Title: Retrofitting Legacy Code for Authorization Policy Enforcement

For over three decades, we have been taught the Principle of Design for Security: to create a secure system, design it to be secure from the ground up. To date, however, only a small fraction of software developed has followed this principle. Economic pressures and diverse security requirements force developers to focus on functionality and performance. Security mechanisms are typically added only long after deployment, by retrofitting legacy software. Unfortunately, existing techniques to retrofit legacy software for security are manual, time-consuming, and error-prone.
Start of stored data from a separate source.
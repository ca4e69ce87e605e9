//! Cell addressing for the 3x3 board.

use serde::{Deserialize, Serialize};
use tracing::instrument;

/// A position on the tic-tac-toe board.
///
/// Variants are declared in row-major order, so iterating [`Position::ALL`]
/// visits cells row by row, left to right.
#[derive(
    Debug, Clone, Copy, PartialEq, Eq, Hash, PartialOrd, Ord, Serialize, Deserialize, strum::EnumIter,
)]
pub enum Position {
    /// Top-left (row 0, col 0)
    TopLeft,
    /// Top-center (row 0, col 1)
    TopCenter,
    /// Top-right (row 0, col 2)
    TopRight,
    /// Middle-left (row 1, col 0)
    MiddleLeft,
    /// Center (row 1, col 1)
    Center,
    /// Middle-right (row 1, col 2)
    MiddleRight,
    /// Bottom-left (row 2, col 0)
    BottomLeft,
    /// Bottom-center (row 2, col 1)
    BottomCenter,
    /// Bottom-right (row 2, col 2)
    BottomRight,
}

impl Position {
    /// All 9 positions in row-major order.
    pub const ALL: [Position; 9] = [
        Position::TopLeft,
        Position::TopCenter,
        Position::TopRight,
        Position::MiddleLeft,
        Position::Center,
        Position::MiddleRight,
        Position::BottomLeft,
        Position::BottomCenter,
        Position::BottomRight,
    ];

    /// Get label for this position (for display).
    pub fn label(&self) -> &'static str {
        match self {
            Position::TopLeft => "Top-left",
            Position::TopCenter => "Top-center",
            Position::TopRight => "Top-right",
            Position::MiddleLeft => "Middle-left",
            Position::Center => "Center",
            Position::MiddleRight => "Middle-right",
            Position::BottomLeft => "Bottom-left",
            Position::BottomCenter => "Bottom-center",
            Position::BottomRight => "Bottom-right",
        }
    }

    /// Converts position to board index (0-8, row-major).
    pub fn to_index(self) -> usize {
        self as usize
    }

    /// Creates position from board index.
    pub fn from_index(index: usize) -> Option<Self> {
        Self::ALL.get(index).copied()
    }

    /// Row of this position (0-2).
    pub fn row(self) -> usize {
        self.to_index() / 3
    }

    /// Column of this position (0-2).
    pub fn col(self) -> usize {
        self.to_index() % 3
    }

    /// Creates position from a `(row, col)` pair, each 0-2.
    pub fn from_row_col(row: usize, col: usize) -> Option<Self> {
        if row >= 3 || col >= 3 {
            return None;
        }
        Self::from_index(row * 3 + col)
    }

    /// Parses user input into a position.
    ///
    /// Accepts `row,col` or `row col` (0-based), or a label such as
    /// `center` or `top-left` (case-insensitive). Bare numbers are not
    /// positions, so single digits stay free for commands.
    #[instrument]
    pub fn parse(s: &str) -> Option<Position> {
        let s = s.trim();

        let coords: Vec<&str> = s
            .split(|c: char| c == ',' || c.is_whitespace())
            .filter(|part| !part.is_empty())
            .collect();
        if let [row, col] = coords.as_slice() {
            return match (row.parse::<usize>(), col.parse::<usize>()) {
                (Ok(row), Ok(col)) => Self::from_row_col(row, col),
                _ => None,
            };
        }

        let s_lower = s.to_lowercase();
        <Position as strum::IntoEnumIterator>::iter()
            .find(|pos| pos.label().to_lowercase() == s_lower)
    }
}

impl From<Position> for (usize, usize) {
    fn from(pos: Position) -> Self {
        (pos.row(), pos.col())
    }
}

impl std::fmt::Display for Position {
    fn fmt(&self, f: &mut std::fmt::Formatter<'_>) -> std::fmt::Result {
        write!(f, "{} ({}, {})", self.label(), self.row(), self.col())
    }
}
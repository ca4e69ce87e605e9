//! Draw detection and overall status for tic-tac-toe.

use super::super::{Board, GameStatus};
use super::win::check_winner;

/// Checks whether the board is drawn: full with no winner.
pub fn is_draw(board: &Board) -> bool {
    board.is_full() && check_winner(board).is_none()
}

/// Classifies the board as in progress, won, or drawn.
///
/// A winner takes precedence over a full board, so a ninth move that
/// completes a line is a win, not a draw.
pub fn status(board: &Board) -> GameStatus {
    if let Some(winner) = check_winner(board) {
        GameStatus::Won(winner)
    } else if is_draw(board) {
        GameStatus::Draw
    } else {
        GameStatus::InProgress
    }
}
In my talk, I will focus on the problem of retrofitting legacy software with mechanisms for authorization policy enforcement. A developer faced with the task of adding authorization checks must answer two key questions: (a) what are the security-sensitive operations that must be mediated with authorization checks? and (b) where in the software are these operations performed? I will present program analysis and transformation techniques that reduce the manual effort needed to answer these questions and add authorization checks. The cornerstone of these techniques is a formalism called fingerprints that helps characterize security-sensitive operations. I will present a static program analysis technique to mine fingerprints from legacy software, and show how fingerprints aid in adding authorization checks. Experiments with several real-world software systems show that this technique can drastically reduce the effort needed to retrofit legacy software with security mechanisms.
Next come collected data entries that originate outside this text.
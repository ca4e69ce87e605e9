//! tictactoe_minimax - terminal front end
//!
//! Plays a game on stdin/stdout, or prints the engine's move for a board.

#![warn(missing_docs)]

mod cli;

use anyhow::{Context, Result};
use clap::Parser;
use cli::{Cli, Command};
use rand::SeedableRng;
use rand::rngs::StdRng;
use std::io::{BufRead, Write};
use std::path::Path;
use tictactoe_minimax::{
    Board, DecisionEngine, Difficulty, EngineConfig, Game, GameMode, GamePhase, Player, Position,
};
use tracing::{info, instrument, warn};
use tracing_subscriber::{EnvFilter, layer::SubscriberExt, util::SubscriberInitExt};

fn main() -> Result<()> {
    // Load .env file
    dotenvy::dotenv().ok();

    initialize_tracing();

    let cli = Cli::parse();

    match cli.command {
        Command::Play {
            config,
            difficulty,
            mode,
            identity,
            seed,
        } => {
            let config = load_config(&config, difficulty, mode, identity, seed)?;
            run_play(&config)
        }
        Command::BestMove {
            board,
            difficulty,
            seed,
            json,
        } => run_best_move(&board, difficulty, seed, json),
    }
}

/// Builds the game settings from the config file and command-line overrides.
#[instrument(skip(config_path))]
fn load_config(
    config_path: &Path,
    difficulty: Option<Difficulty>,
    mode: Option<GameMode>,
    identity: Option<Player>,
    seed: Option<u64>,
) -> Result<EngineConfig> {
    let mut config = if config_path.exists() {
        EngineConfig::from_file(config_path)?
    } else {
        info!(
            "Config file not found at {}, using defaults",
            config_path.display()
        );
        EngineConfig::default()
    };

    if let Some(difficulty) = difficulty {
        config = config.with_difficulty(difficulty);
    }
    if let Some(mode) = mode {
        config = config.with_mode(mode);
    }
    if let Some(identity) = identity {
        config = config.with_identity(identity);
    }
    if let Some(seed) = seed {
        config = config.with_seed(seed);
    }

    Ok(config)
}

fn make_rng(seed: Option<u64>) -> StdRng {
    match seed {
        Some(seed) => StdRng::seed_from_u64(seed),
        None => StdRng::from_entropy(),
    }
}

/// Runs the interactive game loop.
#[instrument(skip(config))]
fn run_play(config: &EngineConfig) -> Result<()> {
    let mut game = config.game();
    let mut rng = make_rng(*config.seed());
    let stdin = std::io::stdin();
    let mut lines = stdin.lock().lines();

    print_help();
    render(&game);

    loop {
        if game.is_engine_turn() {
            let mov = game.play_engine_turn(&mut rng)?;
            println!("\nEngine plays {}", mov.position());
            render(&game);
            continue;
        }

        print!("> ");
        std::io::stdout().flush().context("Failed to flush stdout")?;

        let Some(line) = lines.next() else {
            break;
        };
        let line = line.context("Failed to read from stdin")?;

        match line.trim() {
            "" => continue,
            "q" | "quit" => break,
            "h" | "help" => print_help(),
            "g" => {
                game.toggle_mode();
                println!("Mode: {}", game.mode());
            }
            "r" => {
                game.reset();
                render(&game);
            }
            "0" => {
                game.set_difficulty(Difficulty::Random);
                println!("Engine: {}", Difficulty::Random);
            }
            "1" => {
                game.set_difficulty(Difficulty::Optimal);
                println!("Engine: {}", Difficulty::Optimal);
            }
            input => match Position::parse(input) {
                Some(pos) => match game.play(pos) {
                    Ok(_) => render(&game),
                    Err(e) => println!("{}", e),
                },
                None => {
                    warn!(input, "Unrecognized input");
                    println!("Unrecognized input {:?}; type h for help", input);
                }
            },
        }
    }

    info!("Leaving game");
    Ok(())
}

fn print_help() {
    println!("Enter a square as row,col (0-2) or a name like center or top-left.");
    println!("  g  toggle engine / two-player mode");
    println!("  r  reset the game");
    println!("  0  random engine");
    println!("  1  optimal engine");
    println!("  q  quit");
}

fn render(game: &Game) {
    println!("\n{}\n", game.board());
    match game.phase() {
        GamePhase::Won(player) => {
            let line = game
                .winning_line()
                .map(|(line, _)| line.label())
                .unwrap_or_default();
            println!("{} wins on {}. Press r to play again.", player.symbol(), line);
        }
        GamePhase::Drawn => println!("Draw. Press r to play again."),
        GamePhase::NotStarted | GamePhase::InProgress => {
            println!("{} to move ({} mode)", game.to_move().symbol(), game.mode())
        }
    }
}

/// Prints the engine's choice for a single board.
#[instrument]
fn run_best_move(board: &str, difficulty: Difficulty, seed: Option<u64>, json: bool) -> Result<()> {
    let board: Board = board.parse().context("Invalid board")?;
    let engine = DecisionEngine::new(difficulty, Player::Two);
    let decision = engine.evaluate(&board, &mut make_rng(seed))?;

    if json {
        println!("{}", serde_json::to_string_pretty(&decision)?);
    } else {
        println!("{}\n", board);
        println!(
            "Best move: {} (eval {})",
            decision.position(),
            decision.evaluation()
        );
    }
    Ok(())
}

fn initialize_tracing() {
    tracing_subscriber::registry()
        .with(
            EnvFilter::try_from_default_env()
                .unwrap_or_else(|_| "warn,tictactoe_minimax=info".into()),
        )
        .with(tracing_subscriber::fmt::layer().with_writer(std::io::stderr))
        .init();
}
Title: On Limits of Automatic Pattern Learning

Decades of research in automatic pattern recognition resulted in many learning algorithms. Yet for a new learning task it is still difficult to know which method would work best. Often it is unclear whether the limit in classification accuracy is due to a deficiency in the methods or is intrinsic to the task with the given data. We describe some measures that characterize the intrinsic complexity of a classification problem and its relationship to classifier performance. The measures revealed that a collection of real-world problems can span an interesting continuum between those easily learnable to those with no learning possible. We discuss our results on identifying the domains of dominant competence of several popular classifiers in this measurement space. We describe an exploratory data visualization tool that can help in understanding the data geometry, and some real-world applications in science and engineering.

Title: Painting Rectilinear Pictures Without Picasso

I will talk about the following fun artistic question: Given a rectilinear blue-and-white target pattern, how many steps does it take to "paint" the rectilinear pattern, starting from an all-white canvas, if in each step one chooses a rectangle and paints it blue or white, overwriting any previous colors? In the world of art, this problem has application to cubism (c.f. Picasso, Braque, Cezanne). In computer science this problem has application to minimizing *access control lists* which are used by routers to decide whether to forward or drop an incoming packet.

I will show how, for a (useful) special case, one can get the exact optimum in polynomial time, and I will discuss an approximation algorithm for the NP-Complete general case.

This is joint work with David A. Applegate, Gruia Calinescu, David S. Johnson, Katrina Ligett, and Jia Wang.

Title: Reverse engineering of biological systems using discrete mathematics and evolutionary computation tools

One of the central problems in systems biology is to model gene regulatory networks from experimental data. In this talk, a method thatinfers multi-state, discrete dynamic networks from one or more time series will be introduced. The method utilizes techniques from computational algebra and theory of evolutionary algorithms. Examples of applications to gene regulatory networks will be shown.

Title: Privacy Preserving Combinatorial Optimization by Metaheuristics

We study distributed combinatorial optimization problems where the cost function is defined by information distributed among two or more parties while the information must be kept private each other. Many of combinatorial optimization problems are often NP-hard while conventional Privacy Preserving Optimization (PPO) methods are not designed to treat these problems. Although metaheuristics do not guarantee to be terminated in polynomial time, it is believed to solve find relatively good solutions of NP-hard problems with high probability in practical computation time. Considering this, we study a way to exploit metaheuristics for the PPO. We demonstrate the scalability of our protocol on solving distributed Traveling Salesman Problems which includes distributed private information. The result show that our method solves 512-city problem within a few minutes or nine hours with about 10 % or less than 0.1% error, respectively.

Title: Computing Shift Equivalence

Deciding whether two integer matrices are shift equivalent is an important problem in dynamics, usually arising in the context of symbolic dynamics. I will define shift equivalence and discuss some of its invariants. My goal is to find a normal form for a matrix that reflects its shift equivalence class. This normal form will be used in a database of dynamical systems, being developed by Konstantin Mischaikow (a DIMACS member) and his collaborators.